=== EXERCISE INSTRUCTIONS ===
Look through the records, and wherever the string "bool" turns up, copy out that line.

=== RECORDS SHOWN ===

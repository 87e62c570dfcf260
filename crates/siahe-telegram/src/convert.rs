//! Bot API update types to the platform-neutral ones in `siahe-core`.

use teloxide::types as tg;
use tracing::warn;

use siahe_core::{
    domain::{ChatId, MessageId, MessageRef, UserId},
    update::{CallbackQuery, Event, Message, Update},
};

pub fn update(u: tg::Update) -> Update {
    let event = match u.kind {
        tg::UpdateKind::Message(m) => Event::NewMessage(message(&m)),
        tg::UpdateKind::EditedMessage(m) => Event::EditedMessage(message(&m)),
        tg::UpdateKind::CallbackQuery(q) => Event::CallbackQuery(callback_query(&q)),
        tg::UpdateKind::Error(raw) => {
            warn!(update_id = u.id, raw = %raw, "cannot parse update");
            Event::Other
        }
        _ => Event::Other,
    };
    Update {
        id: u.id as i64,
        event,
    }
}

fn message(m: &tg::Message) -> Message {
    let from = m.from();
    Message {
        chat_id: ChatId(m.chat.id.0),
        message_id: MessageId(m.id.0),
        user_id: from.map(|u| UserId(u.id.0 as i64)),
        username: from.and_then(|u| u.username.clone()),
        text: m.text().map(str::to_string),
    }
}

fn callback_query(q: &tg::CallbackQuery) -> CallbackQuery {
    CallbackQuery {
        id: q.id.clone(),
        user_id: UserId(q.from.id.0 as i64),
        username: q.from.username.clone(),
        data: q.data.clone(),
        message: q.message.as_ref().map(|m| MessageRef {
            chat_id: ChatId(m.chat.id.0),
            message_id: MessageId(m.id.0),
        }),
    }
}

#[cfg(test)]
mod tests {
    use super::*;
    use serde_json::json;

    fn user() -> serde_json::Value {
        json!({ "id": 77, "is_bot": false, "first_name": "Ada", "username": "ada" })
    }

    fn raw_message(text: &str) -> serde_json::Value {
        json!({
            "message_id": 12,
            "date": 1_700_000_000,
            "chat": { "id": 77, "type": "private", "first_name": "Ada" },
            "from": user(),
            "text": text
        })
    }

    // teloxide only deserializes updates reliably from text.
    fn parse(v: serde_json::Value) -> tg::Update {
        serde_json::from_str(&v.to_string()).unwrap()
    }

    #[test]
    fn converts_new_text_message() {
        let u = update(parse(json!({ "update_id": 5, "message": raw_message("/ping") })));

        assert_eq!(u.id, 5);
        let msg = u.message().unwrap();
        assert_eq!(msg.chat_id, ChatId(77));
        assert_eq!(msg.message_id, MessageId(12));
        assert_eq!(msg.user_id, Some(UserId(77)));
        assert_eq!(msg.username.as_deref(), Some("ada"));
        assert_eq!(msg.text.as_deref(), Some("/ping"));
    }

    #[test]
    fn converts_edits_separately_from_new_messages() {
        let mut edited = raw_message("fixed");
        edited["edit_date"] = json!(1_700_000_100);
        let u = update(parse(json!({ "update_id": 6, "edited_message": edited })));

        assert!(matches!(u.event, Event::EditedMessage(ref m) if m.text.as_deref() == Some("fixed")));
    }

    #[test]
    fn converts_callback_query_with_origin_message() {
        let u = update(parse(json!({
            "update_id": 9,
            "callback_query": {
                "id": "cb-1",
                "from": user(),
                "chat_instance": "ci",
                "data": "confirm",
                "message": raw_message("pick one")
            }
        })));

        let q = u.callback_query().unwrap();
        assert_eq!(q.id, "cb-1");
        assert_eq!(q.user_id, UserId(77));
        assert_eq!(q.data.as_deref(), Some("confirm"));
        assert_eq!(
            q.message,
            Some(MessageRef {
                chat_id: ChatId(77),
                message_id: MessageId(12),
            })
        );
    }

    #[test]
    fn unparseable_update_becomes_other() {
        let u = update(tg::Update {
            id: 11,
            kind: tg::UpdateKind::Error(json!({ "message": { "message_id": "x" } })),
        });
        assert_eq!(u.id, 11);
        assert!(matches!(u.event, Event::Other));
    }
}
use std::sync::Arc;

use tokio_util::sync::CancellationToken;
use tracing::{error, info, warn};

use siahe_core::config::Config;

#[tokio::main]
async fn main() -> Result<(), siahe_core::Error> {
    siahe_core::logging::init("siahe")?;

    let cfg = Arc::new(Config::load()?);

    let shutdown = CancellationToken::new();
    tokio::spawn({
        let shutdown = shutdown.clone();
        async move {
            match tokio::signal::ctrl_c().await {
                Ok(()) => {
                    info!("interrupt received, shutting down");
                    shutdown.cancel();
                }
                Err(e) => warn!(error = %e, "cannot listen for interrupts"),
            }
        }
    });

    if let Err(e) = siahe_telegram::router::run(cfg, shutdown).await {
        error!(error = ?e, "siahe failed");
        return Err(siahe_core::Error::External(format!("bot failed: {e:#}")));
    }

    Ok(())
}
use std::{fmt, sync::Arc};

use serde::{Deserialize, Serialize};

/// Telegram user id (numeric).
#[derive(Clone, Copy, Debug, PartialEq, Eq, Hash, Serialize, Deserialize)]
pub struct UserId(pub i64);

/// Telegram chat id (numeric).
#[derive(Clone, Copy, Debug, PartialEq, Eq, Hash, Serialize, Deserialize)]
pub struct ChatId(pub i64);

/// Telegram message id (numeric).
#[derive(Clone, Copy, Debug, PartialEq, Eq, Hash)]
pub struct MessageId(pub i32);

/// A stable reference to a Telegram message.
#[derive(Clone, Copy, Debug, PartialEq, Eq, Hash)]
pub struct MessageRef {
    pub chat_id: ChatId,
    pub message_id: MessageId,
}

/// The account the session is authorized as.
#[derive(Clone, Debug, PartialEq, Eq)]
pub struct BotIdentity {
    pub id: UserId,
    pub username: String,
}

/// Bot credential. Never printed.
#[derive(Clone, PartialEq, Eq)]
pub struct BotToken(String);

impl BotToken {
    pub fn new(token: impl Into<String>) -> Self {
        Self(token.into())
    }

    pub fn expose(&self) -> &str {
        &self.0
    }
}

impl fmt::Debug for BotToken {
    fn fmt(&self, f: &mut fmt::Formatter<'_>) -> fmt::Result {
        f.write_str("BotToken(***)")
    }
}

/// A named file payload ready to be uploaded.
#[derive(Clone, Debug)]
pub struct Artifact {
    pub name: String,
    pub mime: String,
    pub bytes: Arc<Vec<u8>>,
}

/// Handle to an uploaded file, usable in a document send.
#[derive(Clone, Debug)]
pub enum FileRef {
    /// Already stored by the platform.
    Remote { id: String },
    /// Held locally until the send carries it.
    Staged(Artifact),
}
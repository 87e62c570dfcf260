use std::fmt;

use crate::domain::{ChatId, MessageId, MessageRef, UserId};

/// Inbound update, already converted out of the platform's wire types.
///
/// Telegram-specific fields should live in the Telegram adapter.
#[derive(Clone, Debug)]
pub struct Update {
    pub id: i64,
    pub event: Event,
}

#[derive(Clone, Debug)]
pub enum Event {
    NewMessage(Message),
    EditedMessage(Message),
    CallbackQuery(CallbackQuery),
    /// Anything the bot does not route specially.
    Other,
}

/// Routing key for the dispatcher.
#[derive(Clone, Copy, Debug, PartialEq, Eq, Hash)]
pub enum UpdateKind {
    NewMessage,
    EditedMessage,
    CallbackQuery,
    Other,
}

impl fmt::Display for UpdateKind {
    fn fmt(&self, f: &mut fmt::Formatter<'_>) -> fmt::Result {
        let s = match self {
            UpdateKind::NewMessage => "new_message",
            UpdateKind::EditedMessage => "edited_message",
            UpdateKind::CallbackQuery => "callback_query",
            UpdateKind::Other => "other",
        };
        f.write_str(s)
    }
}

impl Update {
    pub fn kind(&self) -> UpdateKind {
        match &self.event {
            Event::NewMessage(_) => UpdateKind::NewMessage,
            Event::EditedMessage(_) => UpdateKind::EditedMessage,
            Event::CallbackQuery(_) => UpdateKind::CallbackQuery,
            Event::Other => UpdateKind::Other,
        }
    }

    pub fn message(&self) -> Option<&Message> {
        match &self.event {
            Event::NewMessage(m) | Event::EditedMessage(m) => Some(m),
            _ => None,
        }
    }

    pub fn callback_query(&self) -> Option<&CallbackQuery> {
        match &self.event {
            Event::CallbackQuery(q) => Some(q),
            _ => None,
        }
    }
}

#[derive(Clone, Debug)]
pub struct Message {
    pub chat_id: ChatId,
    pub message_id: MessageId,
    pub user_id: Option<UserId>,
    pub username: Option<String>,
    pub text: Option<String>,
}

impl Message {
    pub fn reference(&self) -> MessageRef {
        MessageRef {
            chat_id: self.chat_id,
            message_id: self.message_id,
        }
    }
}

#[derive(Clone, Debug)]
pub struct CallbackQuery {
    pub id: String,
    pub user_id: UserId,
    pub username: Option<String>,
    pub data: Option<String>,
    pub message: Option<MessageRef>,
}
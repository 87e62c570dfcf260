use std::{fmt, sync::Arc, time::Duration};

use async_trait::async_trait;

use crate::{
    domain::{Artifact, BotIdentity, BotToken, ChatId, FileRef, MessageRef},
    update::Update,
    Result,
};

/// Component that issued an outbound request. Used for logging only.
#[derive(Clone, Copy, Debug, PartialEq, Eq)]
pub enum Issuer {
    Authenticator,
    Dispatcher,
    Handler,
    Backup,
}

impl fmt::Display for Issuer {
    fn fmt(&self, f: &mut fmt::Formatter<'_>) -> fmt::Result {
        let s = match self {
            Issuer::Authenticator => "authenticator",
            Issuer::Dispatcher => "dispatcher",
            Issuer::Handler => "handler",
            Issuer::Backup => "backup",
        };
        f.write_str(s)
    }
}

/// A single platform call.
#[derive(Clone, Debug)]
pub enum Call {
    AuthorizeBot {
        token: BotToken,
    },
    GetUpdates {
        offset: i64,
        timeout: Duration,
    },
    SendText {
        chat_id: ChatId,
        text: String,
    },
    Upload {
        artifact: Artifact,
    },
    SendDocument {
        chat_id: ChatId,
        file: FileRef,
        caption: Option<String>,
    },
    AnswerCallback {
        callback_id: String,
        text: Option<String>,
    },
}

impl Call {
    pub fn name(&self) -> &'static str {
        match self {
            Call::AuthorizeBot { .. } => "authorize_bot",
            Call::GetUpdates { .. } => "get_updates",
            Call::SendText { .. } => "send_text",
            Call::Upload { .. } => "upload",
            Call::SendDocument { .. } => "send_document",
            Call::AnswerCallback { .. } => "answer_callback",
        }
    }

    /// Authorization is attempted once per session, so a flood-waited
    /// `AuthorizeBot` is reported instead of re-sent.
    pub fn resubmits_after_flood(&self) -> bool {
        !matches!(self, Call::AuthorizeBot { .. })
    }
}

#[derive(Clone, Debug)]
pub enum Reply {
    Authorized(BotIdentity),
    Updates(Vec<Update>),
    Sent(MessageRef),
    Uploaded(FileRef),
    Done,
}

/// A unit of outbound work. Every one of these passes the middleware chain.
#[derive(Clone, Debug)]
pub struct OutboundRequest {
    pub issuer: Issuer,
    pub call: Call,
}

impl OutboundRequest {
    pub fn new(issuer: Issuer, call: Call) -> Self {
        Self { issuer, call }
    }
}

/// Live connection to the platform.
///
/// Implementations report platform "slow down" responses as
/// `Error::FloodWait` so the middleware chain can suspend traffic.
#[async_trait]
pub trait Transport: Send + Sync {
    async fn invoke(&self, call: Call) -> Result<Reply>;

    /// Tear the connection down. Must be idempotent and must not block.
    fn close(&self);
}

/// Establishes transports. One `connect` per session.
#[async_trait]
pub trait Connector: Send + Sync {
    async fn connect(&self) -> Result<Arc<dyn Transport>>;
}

==

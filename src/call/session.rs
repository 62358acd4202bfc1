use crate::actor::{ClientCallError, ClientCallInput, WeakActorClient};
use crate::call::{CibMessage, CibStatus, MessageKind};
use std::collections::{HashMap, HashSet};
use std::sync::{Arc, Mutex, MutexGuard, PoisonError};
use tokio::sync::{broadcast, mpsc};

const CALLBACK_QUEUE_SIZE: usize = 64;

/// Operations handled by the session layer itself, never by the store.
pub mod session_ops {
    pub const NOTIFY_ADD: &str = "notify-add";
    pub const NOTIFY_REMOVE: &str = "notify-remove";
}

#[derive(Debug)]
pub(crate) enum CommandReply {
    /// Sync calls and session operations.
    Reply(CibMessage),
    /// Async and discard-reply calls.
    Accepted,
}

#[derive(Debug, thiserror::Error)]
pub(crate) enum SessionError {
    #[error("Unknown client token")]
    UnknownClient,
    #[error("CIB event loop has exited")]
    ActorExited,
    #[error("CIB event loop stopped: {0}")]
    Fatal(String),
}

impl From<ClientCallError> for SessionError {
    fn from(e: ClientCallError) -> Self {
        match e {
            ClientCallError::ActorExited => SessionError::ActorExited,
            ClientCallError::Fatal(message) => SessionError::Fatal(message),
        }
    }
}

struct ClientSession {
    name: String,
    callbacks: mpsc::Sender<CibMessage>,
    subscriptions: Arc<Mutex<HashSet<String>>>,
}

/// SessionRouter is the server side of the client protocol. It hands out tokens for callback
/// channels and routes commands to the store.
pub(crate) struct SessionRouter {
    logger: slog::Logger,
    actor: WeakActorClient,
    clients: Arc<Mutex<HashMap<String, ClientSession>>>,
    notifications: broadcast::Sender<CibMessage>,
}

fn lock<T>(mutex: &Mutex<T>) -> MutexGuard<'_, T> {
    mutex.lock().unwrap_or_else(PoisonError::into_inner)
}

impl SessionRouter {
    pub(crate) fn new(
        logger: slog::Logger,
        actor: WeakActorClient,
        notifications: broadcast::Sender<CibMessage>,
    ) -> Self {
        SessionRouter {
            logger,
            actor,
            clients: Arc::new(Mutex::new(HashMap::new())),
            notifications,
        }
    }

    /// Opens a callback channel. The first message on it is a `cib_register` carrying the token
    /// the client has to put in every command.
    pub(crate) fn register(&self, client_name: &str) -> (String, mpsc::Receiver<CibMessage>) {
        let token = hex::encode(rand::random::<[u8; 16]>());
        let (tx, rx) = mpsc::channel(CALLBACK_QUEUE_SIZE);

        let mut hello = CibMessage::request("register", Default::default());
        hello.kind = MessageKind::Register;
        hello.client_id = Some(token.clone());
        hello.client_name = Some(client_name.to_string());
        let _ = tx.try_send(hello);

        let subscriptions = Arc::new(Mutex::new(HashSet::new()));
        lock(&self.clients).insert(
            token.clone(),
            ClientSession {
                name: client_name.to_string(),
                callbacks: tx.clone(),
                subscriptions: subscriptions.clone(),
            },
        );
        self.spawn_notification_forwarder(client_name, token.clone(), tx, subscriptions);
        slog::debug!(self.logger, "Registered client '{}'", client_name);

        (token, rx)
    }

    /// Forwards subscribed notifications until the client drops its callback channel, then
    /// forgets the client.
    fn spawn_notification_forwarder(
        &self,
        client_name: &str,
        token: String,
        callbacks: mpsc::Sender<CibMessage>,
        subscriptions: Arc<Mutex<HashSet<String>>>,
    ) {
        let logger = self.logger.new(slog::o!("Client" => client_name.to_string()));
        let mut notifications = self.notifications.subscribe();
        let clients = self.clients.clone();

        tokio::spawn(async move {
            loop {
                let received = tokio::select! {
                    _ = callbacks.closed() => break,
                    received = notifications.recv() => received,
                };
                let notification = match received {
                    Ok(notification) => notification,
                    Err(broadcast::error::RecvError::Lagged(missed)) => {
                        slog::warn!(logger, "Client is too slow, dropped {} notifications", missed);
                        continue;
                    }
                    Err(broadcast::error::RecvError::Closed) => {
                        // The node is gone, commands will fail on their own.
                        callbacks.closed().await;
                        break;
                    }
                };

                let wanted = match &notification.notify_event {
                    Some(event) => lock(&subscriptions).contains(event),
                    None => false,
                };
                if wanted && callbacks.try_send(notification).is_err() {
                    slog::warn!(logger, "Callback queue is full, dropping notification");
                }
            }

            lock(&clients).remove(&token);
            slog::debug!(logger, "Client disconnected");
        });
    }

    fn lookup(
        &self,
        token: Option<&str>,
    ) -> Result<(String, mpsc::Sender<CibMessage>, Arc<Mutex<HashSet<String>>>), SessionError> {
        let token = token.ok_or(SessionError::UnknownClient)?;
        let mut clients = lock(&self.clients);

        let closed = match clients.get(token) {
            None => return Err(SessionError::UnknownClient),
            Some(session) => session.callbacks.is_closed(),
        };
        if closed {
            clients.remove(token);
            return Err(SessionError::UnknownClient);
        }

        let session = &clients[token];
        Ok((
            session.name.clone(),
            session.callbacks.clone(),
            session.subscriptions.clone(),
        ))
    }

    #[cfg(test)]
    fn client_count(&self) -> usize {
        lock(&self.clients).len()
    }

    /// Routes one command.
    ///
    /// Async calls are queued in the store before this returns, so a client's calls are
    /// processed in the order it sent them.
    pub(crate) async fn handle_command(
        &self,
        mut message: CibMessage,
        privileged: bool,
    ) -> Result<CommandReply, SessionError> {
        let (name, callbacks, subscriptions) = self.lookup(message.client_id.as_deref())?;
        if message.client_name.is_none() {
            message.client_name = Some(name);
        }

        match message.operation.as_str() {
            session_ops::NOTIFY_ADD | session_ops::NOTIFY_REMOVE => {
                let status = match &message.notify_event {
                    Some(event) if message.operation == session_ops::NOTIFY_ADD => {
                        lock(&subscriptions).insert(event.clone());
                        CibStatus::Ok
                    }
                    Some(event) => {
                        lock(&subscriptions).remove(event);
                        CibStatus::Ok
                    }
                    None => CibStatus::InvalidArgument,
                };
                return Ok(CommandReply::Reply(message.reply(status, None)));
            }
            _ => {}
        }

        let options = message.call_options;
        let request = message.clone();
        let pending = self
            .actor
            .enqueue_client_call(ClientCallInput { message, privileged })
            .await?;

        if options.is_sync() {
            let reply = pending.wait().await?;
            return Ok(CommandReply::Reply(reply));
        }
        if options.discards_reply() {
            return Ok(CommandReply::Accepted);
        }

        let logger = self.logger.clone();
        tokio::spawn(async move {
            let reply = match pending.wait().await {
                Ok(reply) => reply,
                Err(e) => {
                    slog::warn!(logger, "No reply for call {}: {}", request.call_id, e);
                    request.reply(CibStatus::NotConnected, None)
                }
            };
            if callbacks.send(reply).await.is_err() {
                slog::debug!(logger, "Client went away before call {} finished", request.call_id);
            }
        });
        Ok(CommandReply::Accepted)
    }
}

=== EXPECTED ANSWER ===
    pub fn resubmits_after_flood(&self) -> bool {
        privileged: bool,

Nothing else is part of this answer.